* Exercise description: Every line of the entries below that includes "subtree" belongs in the answer, copied as written.

Stored data entries:
···
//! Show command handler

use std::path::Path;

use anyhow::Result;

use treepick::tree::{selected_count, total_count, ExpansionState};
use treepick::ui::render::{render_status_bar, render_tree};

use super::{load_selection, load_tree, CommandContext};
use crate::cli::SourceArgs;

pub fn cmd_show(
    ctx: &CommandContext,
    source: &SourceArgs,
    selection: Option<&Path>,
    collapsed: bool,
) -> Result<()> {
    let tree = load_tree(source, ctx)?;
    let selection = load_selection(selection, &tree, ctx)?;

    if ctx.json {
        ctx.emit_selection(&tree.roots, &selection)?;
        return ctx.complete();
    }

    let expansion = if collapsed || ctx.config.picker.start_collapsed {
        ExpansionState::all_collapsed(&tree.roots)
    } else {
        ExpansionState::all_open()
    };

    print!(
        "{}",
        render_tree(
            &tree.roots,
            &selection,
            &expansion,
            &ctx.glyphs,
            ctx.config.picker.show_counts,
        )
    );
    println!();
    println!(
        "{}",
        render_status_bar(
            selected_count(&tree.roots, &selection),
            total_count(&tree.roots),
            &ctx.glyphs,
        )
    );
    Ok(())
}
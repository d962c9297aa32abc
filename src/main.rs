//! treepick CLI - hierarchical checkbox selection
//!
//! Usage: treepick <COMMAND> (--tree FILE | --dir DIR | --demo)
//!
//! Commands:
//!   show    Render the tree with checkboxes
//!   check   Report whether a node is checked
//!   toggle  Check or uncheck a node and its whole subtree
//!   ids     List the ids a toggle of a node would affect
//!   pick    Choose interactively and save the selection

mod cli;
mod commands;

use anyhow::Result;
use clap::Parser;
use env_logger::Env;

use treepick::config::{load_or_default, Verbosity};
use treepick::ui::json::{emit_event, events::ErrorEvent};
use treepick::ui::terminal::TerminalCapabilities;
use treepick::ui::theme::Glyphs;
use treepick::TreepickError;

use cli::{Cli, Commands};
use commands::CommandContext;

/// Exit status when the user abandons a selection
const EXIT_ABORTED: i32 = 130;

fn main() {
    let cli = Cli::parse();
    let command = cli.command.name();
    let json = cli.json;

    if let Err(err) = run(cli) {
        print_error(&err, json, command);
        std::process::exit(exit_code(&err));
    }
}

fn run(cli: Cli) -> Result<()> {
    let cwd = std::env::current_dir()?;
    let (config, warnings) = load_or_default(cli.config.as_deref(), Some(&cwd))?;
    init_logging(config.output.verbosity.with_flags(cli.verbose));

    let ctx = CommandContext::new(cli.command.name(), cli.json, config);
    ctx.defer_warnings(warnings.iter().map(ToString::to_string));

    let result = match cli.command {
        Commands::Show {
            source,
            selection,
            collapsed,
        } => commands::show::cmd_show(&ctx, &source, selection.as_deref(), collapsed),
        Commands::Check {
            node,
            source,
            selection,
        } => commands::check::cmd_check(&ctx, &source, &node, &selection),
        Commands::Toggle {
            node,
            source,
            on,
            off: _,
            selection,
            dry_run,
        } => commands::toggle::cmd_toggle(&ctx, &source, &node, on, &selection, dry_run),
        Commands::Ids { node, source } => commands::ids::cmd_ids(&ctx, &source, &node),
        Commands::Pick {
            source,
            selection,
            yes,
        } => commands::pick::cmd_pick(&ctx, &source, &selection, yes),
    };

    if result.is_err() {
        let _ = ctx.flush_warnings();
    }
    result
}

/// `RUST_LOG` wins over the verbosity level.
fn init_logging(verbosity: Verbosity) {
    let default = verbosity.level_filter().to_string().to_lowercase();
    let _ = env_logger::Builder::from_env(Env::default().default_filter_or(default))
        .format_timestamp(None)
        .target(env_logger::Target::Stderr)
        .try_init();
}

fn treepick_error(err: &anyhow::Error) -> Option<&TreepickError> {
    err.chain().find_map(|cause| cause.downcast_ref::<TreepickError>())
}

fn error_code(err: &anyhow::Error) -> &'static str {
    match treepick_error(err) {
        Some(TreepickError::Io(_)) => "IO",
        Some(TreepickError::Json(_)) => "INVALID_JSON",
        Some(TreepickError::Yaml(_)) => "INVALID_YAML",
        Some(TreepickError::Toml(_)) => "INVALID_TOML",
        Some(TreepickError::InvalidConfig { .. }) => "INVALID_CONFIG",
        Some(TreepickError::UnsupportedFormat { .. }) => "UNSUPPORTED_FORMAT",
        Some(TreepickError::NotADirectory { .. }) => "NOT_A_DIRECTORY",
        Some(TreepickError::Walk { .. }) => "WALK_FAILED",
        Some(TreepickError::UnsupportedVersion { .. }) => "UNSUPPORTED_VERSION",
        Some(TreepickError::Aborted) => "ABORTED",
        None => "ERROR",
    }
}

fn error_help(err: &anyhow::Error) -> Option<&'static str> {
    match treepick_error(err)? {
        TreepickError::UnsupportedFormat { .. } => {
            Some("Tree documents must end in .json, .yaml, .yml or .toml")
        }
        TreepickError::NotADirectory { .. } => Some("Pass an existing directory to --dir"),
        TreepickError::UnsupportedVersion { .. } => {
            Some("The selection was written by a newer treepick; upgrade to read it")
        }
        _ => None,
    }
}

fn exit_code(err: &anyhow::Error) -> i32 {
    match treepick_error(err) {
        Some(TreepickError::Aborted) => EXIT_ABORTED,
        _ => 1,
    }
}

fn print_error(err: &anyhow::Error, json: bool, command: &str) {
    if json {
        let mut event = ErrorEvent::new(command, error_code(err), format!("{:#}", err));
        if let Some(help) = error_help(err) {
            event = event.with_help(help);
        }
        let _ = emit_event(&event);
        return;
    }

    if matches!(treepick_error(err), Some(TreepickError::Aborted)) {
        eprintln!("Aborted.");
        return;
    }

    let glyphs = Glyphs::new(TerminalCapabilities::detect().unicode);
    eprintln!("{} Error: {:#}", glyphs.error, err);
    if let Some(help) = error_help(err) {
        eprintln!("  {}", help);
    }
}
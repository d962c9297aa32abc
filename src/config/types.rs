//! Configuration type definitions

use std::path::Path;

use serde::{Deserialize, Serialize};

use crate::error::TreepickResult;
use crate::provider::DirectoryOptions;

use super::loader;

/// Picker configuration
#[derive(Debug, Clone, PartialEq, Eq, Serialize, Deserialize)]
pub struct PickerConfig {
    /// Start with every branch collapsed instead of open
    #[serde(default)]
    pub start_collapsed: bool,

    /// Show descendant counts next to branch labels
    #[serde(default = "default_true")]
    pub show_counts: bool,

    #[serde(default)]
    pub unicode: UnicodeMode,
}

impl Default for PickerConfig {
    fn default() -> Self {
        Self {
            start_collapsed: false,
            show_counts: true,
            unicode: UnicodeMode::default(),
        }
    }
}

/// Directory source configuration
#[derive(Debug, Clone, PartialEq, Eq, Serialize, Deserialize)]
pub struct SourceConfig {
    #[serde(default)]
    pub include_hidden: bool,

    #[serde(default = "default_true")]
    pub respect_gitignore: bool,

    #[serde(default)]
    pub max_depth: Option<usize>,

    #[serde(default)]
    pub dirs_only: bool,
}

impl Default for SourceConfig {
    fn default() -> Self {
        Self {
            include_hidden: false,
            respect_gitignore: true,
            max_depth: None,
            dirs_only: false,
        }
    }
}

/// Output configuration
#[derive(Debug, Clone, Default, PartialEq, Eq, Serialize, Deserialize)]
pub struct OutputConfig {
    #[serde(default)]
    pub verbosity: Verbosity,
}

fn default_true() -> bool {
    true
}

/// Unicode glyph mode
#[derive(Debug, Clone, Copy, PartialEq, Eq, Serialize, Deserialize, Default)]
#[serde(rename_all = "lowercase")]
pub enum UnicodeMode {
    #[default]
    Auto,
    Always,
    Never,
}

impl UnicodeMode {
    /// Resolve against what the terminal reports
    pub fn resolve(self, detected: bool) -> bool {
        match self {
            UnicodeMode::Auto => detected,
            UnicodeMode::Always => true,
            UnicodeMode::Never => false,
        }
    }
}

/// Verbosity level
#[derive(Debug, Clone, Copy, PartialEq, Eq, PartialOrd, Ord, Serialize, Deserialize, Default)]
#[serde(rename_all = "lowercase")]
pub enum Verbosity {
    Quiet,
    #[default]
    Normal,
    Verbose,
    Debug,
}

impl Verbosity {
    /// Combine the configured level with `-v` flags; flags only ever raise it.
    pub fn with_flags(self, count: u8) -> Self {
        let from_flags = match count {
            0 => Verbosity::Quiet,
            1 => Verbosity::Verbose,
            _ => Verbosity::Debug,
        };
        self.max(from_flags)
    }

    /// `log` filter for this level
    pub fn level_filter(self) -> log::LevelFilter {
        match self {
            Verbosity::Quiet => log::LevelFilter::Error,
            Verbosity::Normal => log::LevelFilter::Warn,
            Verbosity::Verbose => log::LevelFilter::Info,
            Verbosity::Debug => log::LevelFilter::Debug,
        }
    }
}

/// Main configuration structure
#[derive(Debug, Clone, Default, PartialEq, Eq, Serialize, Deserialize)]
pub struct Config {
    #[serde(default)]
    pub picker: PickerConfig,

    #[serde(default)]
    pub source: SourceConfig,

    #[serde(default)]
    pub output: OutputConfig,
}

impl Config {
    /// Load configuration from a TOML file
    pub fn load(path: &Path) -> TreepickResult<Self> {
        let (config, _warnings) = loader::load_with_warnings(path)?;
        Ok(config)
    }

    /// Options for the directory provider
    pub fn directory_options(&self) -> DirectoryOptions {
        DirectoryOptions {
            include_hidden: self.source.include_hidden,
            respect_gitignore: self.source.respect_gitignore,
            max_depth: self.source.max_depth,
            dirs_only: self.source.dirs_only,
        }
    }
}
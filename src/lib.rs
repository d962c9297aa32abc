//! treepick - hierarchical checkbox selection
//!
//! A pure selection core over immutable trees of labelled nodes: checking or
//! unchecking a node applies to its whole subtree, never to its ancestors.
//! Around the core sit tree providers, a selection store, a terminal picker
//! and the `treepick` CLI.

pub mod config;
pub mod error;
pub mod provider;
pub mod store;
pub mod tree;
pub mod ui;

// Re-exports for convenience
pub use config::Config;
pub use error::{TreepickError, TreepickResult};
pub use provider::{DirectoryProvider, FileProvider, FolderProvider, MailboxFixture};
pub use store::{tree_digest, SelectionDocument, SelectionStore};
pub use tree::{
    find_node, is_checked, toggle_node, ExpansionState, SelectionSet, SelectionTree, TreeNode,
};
···
* Written response:
//!   toggle  Check or uncheck a node and its whole subtree
//! unchecking a node applies to its whole subtree, never to its ancestors.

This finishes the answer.